### WHAT THE EXERCISE ASKS
Every line with the word "String" in it should be extracted from the data that follows.

=== Section Start ===

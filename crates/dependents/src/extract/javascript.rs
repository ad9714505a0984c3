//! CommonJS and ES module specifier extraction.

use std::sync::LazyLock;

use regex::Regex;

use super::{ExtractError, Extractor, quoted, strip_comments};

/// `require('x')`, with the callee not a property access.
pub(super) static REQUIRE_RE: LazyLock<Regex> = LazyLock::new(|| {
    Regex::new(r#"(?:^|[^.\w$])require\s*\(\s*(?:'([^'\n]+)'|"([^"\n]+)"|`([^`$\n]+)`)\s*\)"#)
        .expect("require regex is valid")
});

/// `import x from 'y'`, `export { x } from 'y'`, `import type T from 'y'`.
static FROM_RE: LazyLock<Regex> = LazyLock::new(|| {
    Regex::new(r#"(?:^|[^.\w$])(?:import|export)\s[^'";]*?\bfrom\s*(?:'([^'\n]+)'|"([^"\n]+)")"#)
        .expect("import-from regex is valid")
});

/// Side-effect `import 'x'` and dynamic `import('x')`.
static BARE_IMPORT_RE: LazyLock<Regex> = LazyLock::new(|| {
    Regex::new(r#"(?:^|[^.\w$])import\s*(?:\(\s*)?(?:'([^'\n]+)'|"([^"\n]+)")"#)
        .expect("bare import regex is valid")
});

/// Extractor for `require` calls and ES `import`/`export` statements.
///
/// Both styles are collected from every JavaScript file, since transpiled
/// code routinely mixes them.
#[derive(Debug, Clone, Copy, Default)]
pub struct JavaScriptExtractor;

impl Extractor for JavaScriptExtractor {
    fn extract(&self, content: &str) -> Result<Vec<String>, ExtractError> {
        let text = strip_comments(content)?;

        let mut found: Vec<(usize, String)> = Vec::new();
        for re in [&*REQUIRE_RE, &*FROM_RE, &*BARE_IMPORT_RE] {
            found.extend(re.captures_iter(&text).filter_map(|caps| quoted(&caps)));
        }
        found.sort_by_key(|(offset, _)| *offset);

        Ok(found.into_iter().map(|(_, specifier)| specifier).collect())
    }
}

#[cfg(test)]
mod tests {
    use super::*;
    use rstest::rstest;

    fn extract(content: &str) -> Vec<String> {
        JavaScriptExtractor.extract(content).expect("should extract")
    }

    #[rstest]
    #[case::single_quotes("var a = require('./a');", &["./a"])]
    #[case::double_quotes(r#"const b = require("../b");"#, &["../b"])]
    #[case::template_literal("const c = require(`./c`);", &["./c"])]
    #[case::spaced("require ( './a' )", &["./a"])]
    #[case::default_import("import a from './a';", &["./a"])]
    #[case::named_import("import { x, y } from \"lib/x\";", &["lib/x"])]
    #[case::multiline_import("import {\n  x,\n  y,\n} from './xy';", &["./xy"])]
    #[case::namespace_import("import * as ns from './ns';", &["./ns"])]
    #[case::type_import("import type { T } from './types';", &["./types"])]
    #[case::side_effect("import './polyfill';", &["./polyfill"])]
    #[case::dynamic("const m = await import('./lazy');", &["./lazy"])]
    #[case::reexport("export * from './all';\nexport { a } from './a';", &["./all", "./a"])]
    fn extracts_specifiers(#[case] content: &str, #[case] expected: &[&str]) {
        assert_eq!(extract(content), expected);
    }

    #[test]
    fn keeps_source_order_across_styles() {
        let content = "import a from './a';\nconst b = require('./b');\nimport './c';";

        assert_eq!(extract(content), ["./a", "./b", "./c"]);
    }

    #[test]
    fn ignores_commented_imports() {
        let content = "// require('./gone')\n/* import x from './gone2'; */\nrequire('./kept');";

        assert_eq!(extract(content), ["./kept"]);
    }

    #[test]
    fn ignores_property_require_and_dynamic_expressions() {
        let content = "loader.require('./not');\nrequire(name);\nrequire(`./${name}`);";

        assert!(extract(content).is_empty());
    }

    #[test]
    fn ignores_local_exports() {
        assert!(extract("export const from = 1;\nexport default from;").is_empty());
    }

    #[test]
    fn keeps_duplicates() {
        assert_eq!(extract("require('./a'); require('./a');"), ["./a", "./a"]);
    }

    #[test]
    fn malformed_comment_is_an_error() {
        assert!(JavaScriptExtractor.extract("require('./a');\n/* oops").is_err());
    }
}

=== Section End ===

### FINISHED EXERCISE
    fn extract(&self, content: &str) -> Result<Vec<String>, ExtractError> {
        let mut found: Vec<(usize, String)> = Vec::new();
    fn extract(content: &str) -> Vec<String> {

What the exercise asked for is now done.